Here’s a story about how Mitch operates.

He was hired by the Mayor of Mogadishu, the capital of Somalia, to help solve some of the city’s problems. He was wandering around Mogadishu, asking questions like the ones above, and he came across some fishermen. So he asked them his questions, and they told him, “Well, the fishing is great. We are catching more fish than ever before. We’re drowning in fish. But we are still not making any money.”

“Why not?” he asked.

“Well, we take the fish to the fish market, and there’s no refrigeration there, so the fish sit out in the sun all day, and at the end of the day, if nobody buys them, we have to discount the fish to the cheapest price possible, and we practically have to give them away. We don’t make any money. Of course, everybody knows this, so they just wait. They don’t even show up at the fish market until the end of the day. So we have a problem here.”
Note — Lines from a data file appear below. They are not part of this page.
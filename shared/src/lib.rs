use std::collections::HashMap;

use serde::{Deserialize, Serialize};
use strum_macros::{Display, EnumString};

#[derive(Serialize, Deserialize, Clone)]
pub struct PredictRequest {
    pub image_url: String,
}

#[derive(Serialize, Deserialize, Clone, Debug, PartialEq)]
pub struct Treatment {
    pub name: String,
    #[serde(default, skip_serializing_if = "Option::is_none")]
    pub active_ingredient: Option<String>,
    #[serde(default, skip_serializing_if = "Option::is_none")]
    pub description: Option<String>,
    #[serde(default, skip_serializing_if = "Option::is_none")]
    pub application_steps: Option<String>,
    #[serde(default, skip_serializing_if = "Option::is_none")]
    pub where_to_buy: Option<String>,
    #[serde(default, skip_serializing_if = "Option::is_none")]
    pub precautions: Option<String>,
    #[serde(default, skip_serializing_if = "Option::is_none")]
    pub ingredients: Option<String>,
    #[serde(default, skip_serializing_if = "Option::is_none")]
    pub effectiveness: Option<String>,
}

#[derive(Serialize, Deserialize, Clone, Debug, PartialEq)]
pub struct Recommendation {
    pub chemical: Treatment,
    pub organic: Treatment,
    pub preventive_measures: Vec<String>,
}

#[derive(
    Serialize, Deserialize, Clone, Copy, Debug, PartialEq, Eq, Display, EnumString, Default,
)]
#[strum(ascii_case_insensitive)]
pub enum Severity {
    Low,
    Medium,
    High,
    #[default]
    Unknown,
}

impl Severity {
    pub fn parse(label: &str) -> Self {
        label.trim().parse().unwrap_or_default()
    }
}

#[derive(Serialize, Deserialize, Clone)]
pub struct PredictionResponse {
    pub disease_name: String,
    pub confidence: f32,
    pub description: String,
    pub severity: Severity,
    pub crop_type: String,
    pub recommendations: Recommendation,
    pub image_url: String,
    pub timestamp: String,
}

fn default_source_language() -> String {
    "en".to_string()
}

#[derive(Serialize, Deserialize, Clone)]
pub struct TranslateRequest {
    pub text: String,
    pub target_language: String,
    #[serde(default = "default_source_language")]
    pub source_language: String,
}

#[derive(Serialize, Deserialize, Clone)]
pub struct TranslateResponse {
    pub original_text: String,
    pub translated_text: String,
    pub source_language: String,
    pub target_language: String,
}

#[derive(Serialize, Deserialize, Clone)]
pub struct BulkTranslateRequest {
    pub texts: HashMap<String, String>,
    pub target_language: String,
    #[serde(default = "default_source_language")]
    pub source_language: String,
}

#[derive(Serialize, Deserialize, Clone)]
pub struct BulkTranslateResponse {
    pub original_texts: HashMap<String, String>,
    pub translated_texts: HashMap<String, String>,
    pub source_language: String,
    pub target_language: String,
}

fn default_voice_gender() -> String {
    "NEUTRAL".to_string()
}

#[derive(Serialize, Deserialize, Clone)]
pub struct TtsRequest {
    pub text: String,
    #[serde(default = "default_source_language")]
    pub language: String,
    #[serde(default = "default_voice_gender")]
    pub voice_gender: String,
}

#[derive(Serialize, Deserialize, Clone)]
pub struct TtsResponse {
    pub audio_content: String,
    pub language_code: String,
    pub format: String,
}

#[derive(Serialize, Deserialize, Clone)]
pub struct FeedbackRequest {
    pub name: String,
    pub email: String,
    pub rating: u8,
    pub message: String,
    pub timestamp: String,
}

#[derive(Serialize, Deserialize, Clone)]
pub struct LoginRequest {
    pub password: String,
}

#[derive(Serialize, Deserialize, Clone)]
pub struct LoginResponse {
    pub success: bool,
    pub message: String,
    #[serde(default, skip_serializing_if = "Option::is_none")]
    pub token: Option<String>,
}
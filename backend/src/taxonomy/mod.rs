pub mod normalize;

use std::collections::{BTreeMap, HashMap};
use std::fs;
use std::path::Path;

use serde::Deserialize;
use shared::Recommendation;

pub const DEFAULT_KEY: &str = "default";

#[derive(Debug, thiserror::Error)]
pub enum TaxonomyError {
    #[error("Failed to read taxonomy file: {0}")]
    Io(#[from] std::io::Error),
    #[error("Failed to parse taxonomy file: {0}")]
    Parse(#[from] serde_json::Error),
    #[error("Taxonomy has no \"default\" entry")]
    MissingDefault,
    #[error("Alias \"{alias}\" maps to unknown key \"{target}\"")]
    DanglingAlias { alias: String, target: String },
}

#[derive(Deserialize)]
struct TaxonomyFile {
    diseases: BTreeMap<String, Recommendation>,
    #[serde(default)]
    aliases: HashMap<String, String>,
}

/// Static table of treatment recommendations keyed by canonical disease key,
/// plus the alias table that folds detector-specific disease names onto those
/// keys. Loaded once at startup and shared read-only afterwards.
pub struct TaxonomyStore {
    diseases: BTreeMap<String, Recommendation>,
    aliases: HashMap<String, String>,
}

impl TaxonomyStore {
    pub fn new(
        diseases: BTreeMap<String, Recommendation>,
        aliases: HashMap<String, String>,
    ) -> Self {
        Self { diseases, aliases }
    }

    pub fn load(path: &Path) -> Result<Self, TaxonomyError> {
        let raw = fs::read_to_string(path)?;
        let file: TaxonomyFile = serde_json::from_str(&raw)?;
        let store = Self::new(file.diseases, file.aliases);
        store.validate()?;
        log::info!(
            "Loaded taxonomy with {} disease entries and {} aliases",
            store.diseases.len(),
            store.aliases.len()
        );
        Ok(store)
    }

    fn validate(&self) -> Result<(), TaxonomyError> {
        if !self.diseases.contains_key(DEFAULT_KEY) {
            return Err(TaxonomyError::MissingDefault);
        }
        for (alias, target) in &self.aliases {
            if !self.diseases.contains_key(target) {
                return Err(TaxonomyError::DanglingAlias {
                    alias: alias.clone(),
                    target: target.clone(),
                });
            }
        }
        Ok(())
    }

    pub fn entry(&self, key: &str) -> Option<&Recommendation> {
        self.diseases.get(key)
    }

    pub fn contains(&self, key: &str) -> bool {
        self.diseases.contains_key(key)
    }

    pub fn alias(&self, name: &str) -> Option<&str> {
        self.aliases.get(name).map(String::as_str)
    }

    /// Canonical keys in lexicographic order. Keyword fallback matching
    /// iterates this, so the order must stay deterministic.
    pub fn canonical_keys(&self) -> impl Iterator<Item = &str> {
        self.diseases.keys().map(String::as_str)
    }
}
So Mitch said thank you, and he filed that away and kept exploring. A few days later, he was walking in another part of the city, and he got himself some lemonade in a can and started to drink it. There was ice in the can. He thought, wait a minute, there’s no electricity in this part of town either, so how can there be ice?

He went back to the lemonade stand, and they told him how to find the guy they got the ice from. And he found this guy who was selling ice. He had rigged up some machinery and with gas-powered generators and using giant sarcophagus-sized containers, he was making huge refrigerator-sized blocks of ice, which he was selling.

So Mitch said to him, “How would you like to expand your business? To sell more ice? What would you need in order to do that?”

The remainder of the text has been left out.